What you are asked to do. This exercise asks for every record to be output again exactly.
Start of Data under study
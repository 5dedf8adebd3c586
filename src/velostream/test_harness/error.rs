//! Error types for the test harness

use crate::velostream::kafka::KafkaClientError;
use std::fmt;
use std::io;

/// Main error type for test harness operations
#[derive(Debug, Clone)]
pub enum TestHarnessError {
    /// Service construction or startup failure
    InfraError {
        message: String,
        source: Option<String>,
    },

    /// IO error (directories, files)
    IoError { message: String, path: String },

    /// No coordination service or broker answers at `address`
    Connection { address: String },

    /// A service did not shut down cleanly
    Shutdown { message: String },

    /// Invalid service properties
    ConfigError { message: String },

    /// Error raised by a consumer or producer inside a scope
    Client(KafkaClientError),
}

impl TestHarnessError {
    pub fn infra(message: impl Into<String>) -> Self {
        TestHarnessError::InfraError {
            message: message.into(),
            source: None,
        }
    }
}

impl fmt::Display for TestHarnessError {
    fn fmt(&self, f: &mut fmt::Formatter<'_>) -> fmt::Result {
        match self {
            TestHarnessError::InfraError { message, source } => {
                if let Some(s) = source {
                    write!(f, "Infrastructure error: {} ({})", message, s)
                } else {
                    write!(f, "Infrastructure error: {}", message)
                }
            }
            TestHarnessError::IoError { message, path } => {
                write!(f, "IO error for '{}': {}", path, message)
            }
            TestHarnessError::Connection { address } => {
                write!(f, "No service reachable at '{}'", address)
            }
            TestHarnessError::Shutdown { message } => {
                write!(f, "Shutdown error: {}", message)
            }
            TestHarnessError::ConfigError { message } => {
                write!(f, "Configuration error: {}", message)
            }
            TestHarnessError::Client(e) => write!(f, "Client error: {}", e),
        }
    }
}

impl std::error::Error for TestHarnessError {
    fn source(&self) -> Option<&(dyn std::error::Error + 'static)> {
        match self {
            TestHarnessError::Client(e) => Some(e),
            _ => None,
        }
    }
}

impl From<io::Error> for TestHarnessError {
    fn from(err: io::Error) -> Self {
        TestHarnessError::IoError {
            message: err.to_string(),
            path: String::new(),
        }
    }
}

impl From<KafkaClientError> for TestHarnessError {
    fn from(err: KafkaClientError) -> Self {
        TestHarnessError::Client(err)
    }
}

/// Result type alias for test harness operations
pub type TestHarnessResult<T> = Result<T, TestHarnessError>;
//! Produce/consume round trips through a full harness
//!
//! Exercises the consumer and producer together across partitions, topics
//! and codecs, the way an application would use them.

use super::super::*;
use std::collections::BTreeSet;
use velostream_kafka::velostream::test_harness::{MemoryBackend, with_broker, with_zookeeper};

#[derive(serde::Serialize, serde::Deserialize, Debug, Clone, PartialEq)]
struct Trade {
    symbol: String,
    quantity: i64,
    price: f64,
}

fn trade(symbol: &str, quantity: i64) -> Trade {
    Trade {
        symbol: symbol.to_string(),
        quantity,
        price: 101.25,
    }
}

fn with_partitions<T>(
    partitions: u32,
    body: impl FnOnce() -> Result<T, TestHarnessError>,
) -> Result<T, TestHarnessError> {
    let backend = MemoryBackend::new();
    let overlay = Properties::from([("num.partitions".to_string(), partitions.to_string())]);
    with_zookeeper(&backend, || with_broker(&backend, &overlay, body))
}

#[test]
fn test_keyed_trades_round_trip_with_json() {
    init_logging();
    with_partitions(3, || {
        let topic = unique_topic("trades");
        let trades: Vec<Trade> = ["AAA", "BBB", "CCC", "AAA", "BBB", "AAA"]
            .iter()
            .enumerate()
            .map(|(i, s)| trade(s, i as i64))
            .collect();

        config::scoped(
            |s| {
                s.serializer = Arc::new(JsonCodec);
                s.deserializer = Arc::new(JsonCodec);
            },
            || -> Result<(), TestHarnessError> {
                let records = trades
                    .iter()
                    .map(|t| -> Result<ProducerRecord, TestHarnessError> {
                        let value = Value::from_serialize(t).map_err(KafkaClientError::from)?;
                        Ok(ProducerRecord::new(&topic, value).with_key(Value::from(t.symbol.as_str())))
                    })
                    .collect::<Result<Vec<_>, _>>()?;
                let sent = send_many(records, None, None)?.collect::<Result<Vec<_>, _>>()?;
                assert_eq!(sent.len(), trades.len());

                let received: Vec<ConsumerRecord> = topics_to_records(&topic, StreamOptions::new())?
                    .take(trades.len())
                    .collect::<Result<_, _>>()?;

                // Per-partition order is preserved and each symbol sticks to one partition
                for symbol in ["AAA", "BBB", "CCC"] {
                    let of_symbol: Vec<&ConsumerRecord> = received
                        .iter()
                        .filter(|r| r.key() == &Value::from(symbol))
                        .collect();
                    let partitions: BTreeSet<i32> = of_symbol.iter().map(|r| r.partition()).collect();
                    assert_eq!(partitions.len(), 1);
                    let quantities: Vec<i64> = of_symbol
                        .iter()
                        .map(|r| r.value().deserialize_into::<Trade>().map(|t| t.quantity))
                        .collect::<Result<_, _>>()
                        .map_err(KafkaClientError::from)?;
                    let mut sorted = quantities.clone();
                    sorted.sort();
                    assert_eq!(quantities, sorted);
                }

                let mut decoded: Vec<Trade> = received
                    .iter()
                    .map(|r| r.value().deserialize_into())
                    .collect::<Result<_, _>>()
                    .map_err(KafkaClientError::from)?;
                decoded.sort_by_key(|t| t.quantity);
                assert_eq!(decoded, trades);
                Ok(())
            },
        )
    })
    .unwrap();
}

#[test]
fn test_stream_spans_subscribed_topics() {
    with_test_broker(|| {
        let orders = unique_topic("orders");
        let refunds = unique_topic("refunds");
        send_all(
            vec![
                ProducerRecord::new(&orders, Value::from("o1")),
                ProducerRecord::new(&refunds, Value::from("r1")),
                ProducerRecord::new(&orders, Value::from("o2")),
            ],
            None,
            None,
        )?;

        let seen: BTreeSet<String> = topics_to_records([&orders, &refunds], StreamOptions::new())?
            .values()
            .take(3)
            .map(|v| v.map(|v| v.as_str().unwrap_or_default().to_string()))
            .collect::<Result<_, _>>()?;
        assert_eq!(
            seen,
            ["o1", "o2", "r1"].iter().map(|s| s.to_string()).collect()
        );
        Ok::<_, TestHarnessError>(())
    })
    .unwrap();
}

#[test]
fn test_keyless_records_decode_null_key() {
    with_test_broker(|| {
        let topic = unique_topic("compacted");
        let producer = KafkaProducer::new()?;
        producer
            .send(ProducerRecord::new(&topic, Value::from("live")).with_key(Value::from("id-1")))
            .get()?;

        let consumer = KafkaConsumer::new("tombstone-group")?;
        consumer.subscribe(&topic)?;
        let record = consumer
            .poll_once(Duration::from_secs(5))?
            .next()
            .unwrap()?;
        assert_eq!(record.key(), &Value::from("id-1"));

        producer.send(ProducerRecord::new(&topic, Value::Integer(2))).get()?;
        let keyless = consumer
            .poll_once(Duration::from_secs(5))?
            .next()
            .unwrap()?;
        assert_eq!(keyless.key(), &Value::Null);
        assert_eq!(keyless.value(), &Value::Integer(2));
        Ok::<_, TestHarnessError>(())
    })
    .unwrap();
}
End of Data under study
Result.
repository 5dedf8adebd3c586
filename src/velostream/test_harness/error.rs
//! Error types for the test harness

use crate::velostream::kafka::KafkaClientError;
use std::fmt;
use std::io;

/// Main error type for test harness operations
#[derive(Debug, Clone)]
pub enum TestHarnessError {
    /// Service construction or startup failure
    InfraError {
        message: String,
        source: Option<String>,
    },

    /// IO error (directories, files)
    IoError { message: String, path: String },

    /// No coordination service or broker answers at `address`
    Connection { address: String },

    /// A service did not shut down cleanly
    Shutdown { message: String },

    /// Invalid service properties
    ConfigError { message: String },

    /// Error raised by a consumer or producer inside a scope
    Client(KafkaClientError),
}

impl TestHarnessError {
    pub fn infra(message: impl Into<String>) -> Self {
        TestHarnessError::InfraError {
            message: message.into(),
            source: None,
        }
    }
}

impl fmt::Display for TestHarnessError {
    fn fmt(&self, f: &mut fmt::Formatter<'_>) -> fmt::Result {
        match self {
            TestHarnessError::InfraError { message, source } => {
                if let Some(s) = source {
                    write!(f, "Infrastructure error: {} ({})", message, s)
                } else {
                    write!(f, "Infrastructure error: {}", message)
                }
            }
            TestHarnessError::IoError { message, path } => {
                write!(f, "IO error for '{}': {}", path, message)
            }
            TestHarnessError::Connection { address } => {
                write!(f, "No service reachable at '{}'", address)
            }
            TestHarnessError::Shutdown { message } => {
                write!(f, "Shutdown error: {}", message)
            }
            TestHarnessError::ConfigError { message } => {
                write!(f, "Configuration error: {}", message)
            }
            TestHarnessError::Client(e) => write!(f, "Client error: {}", e),
        }
    }
}

impl std::error::Error for TestHarnessError {
    fn source(&self) -> Option<&(dyn std::error::Error + 'static)> {
        match self {
            TestHarnessError::Client(e) => Some(e),
            _ => None,
        }
    }
}

impl From<io::Error> for TestHarnessError {
    fn from(err: io::Error) -> Self {
        TestHarnessError::IoError {
            message: err.to_string(),
            path: String::new(),
        }
    }
}

impl From<KafkaClientError> for TestHarnessError {
    fn from(err: KafkaClientError) -> Self {
        TestHarnessError::Client(err)
    }
}

/// Result type alias for test harness operations
pub type TestHarnessResult<T> = Result<T, TestHarnessError>;
//! Produce/consume round trips through a full harness
//!
//! Exercises the consumer and producer together across partitions, topics
//! and codecs, the way an application would use them.

use super::super::*;
use std::collections::BTreeSet;
use velostream_kafka::velostream::test_harness::{MemoryBackend, with_broker, with_zookeeper};

#[derive(serde::Serialize, serde::Deserialize, Debug, Clone, PartialEq)]
struct Trade {
    symbol: String,
    quantity: i64,
    price: f64,
}

fn trade(symbol: &str, quantity: i64) -> Trade {
    Trade {
        symbol: symbol.to_string(),
        quantity,
        price: 101.25,
    }
}

fn with_partitions<T>(
    partitions: u32,
    body: impl FnOnce() -> Result<T, TestHarnessError>,
) -> Result<T, TestHarnessError> {
    let backend = MemoryBackend::new();
    let overlay = Properties::from([("num.partitions".to_string(), partitions.to_string())]);
    with_zookeeper(&backend, || with_broker(&backend, &overlay, body))
}

#[test]
fn test_keyed_trades_round_trip_with_json() {
    init_logging();
    with_partitions(3, || {
        let topic = unique_topic("trades");
        let trades: Vec<Trade> = ["AAA", "BBB", "CCC", "AAA", "BBB", "AAA"]
            .iter()
            .enumerate()
            .map(|(i, s)| trade(s, i as i64))
            .collect();

        config::scoped(
            |s| {
                s.serializer = Arc::new(JsonCodec);
                s.deserializer = Arc::new(JsonCodec);
            },
            || -> Result<(), TestHarnessError> {
                let records = trades
                    .iter()
                    .map(|t| -> Result<ProducerRecord, TestHarnessError> {
                        let value = Value::from_serialize(t).map_err(KafkaClientError::from)?;
                        Ok(ProducerRecord::new(&topic, value).with_key(Value::from(t.symbol.as_str())))
                    })
                    .collect::<Result<Vec<_>, _>>()?;
                let sent = send_many(records, None, None)?.collect::<Result<Vec<_>, _>>()?;
                assert_eq!(sent.len(), trades.len());

                let received: Vec<ConsumerRecord> = topics_to_records(&topic, StreamOptions::new())?
                    .take(trades.len())
                    .collect::<Result<_, _>>()?;

                // Per-partition order is preserved and each symbol sticks to one partition
                for symbol in ["AAA", "BBB", "CCC"] {
                    let of_symbol: Vec<&ConsumerRecord> = received
                        .iter()
                        .filter(|r| r.key() == &Value::from(symbol))
                        .collect();
                    let partitions: BTreeSet<i32> = of_symbol.iter().map(|r| r.partition()).collect();
                    assert_eq!(partitions.len(), 1);
                    let quantities: Vec<i64> = of_symbol
                        .iter()
                        .map(|r| r.value().deserialize_into::<Trade>().map(|t| t.quantity))
                        .collect::<Result<_, _>>()
                        .map_err(KafkaClientError::from)?;
                    let mut sorted = quantities.clone();
                    sorted.sort();
                    assert_eq!(quantities, sorted);
                }

                let mut decoded: Vec<Trade> = received
                    .iter()
                    .map(|r| r.value().deserialize_into())
                    .collect::<Result<_, _>>()
                    .map_err(KafkaClientError::from)?;
                decoded.sort_by_key(|t| t.quantity);
                assert_eq!(decoded, trades);
                Ok(())
            },
        )
    })
    .unwrap();
}

#[test]
fn test_stream_spans_subscribed_topics() {
    with_test_broker(|| {
        let orders = unique_topic("orders");
        let refunds = unique_topic("refunds");
        send_all(
            vec![
                ProducerRecord::new(&orders, Value::from("o1")),
                ProducerRecord::new(&refunds, Value::from("r1")),
                ProducerRecord::new(&orders, Value::from("o2")),
            ],
            None,
            None,
        )?;

        let seen: BTreeSet<String> = topics_to_records([&orders, &refunds], StreamOptions::new())?
            .values()
            .take(3)
            .map(|v| v.map(|v| v.as_str().unwrap_or_default().to_string()))
            .collect::<Result<_, _>>()?;
        assert_eq!(
            seen,
            ["o1", "o2", "r1"].iter().map(|s| s.to_string()).collect()
        );
        Ok::<_, TestHarnessError>(())
    })
    .unwrap();
}

#[test]
fn test_keyless_records_decode_null_key() {
    with_test_broker(|| {
        let topic = unique_topic("compacted");
        let producer = KafkaProducer::new()?;
        producer
            .send(ProducerRecord::new(&topic, Value::from("live")).with_key(Value::from("id-1")))
            .get()?;

        let consumer = KafkaConsumer::new("tombstone-group")?;
        consumer.subscribe(&topic)?;
        let record = consumer
            .poll_once(Duration::from_secs(5))?
            .next()
            .unwrap()?;
        assert_eq!(record.key(), &Value::from("id-1"));

        producer.send(ProducerRecord::new(&topic, Value::Integer(2))).get()?;
        let keyless = consumer
            .poll_once(Duration::from_secs(5))?
            .next()
            .unwrap()?;
        assert_eq!(keyless.key(), &Value::Null);
        assert_eq!(keyless.value(), &Value::Integer(2));
        Ok::<_, TestHarnessError>(())
    })
    .unwrap();
}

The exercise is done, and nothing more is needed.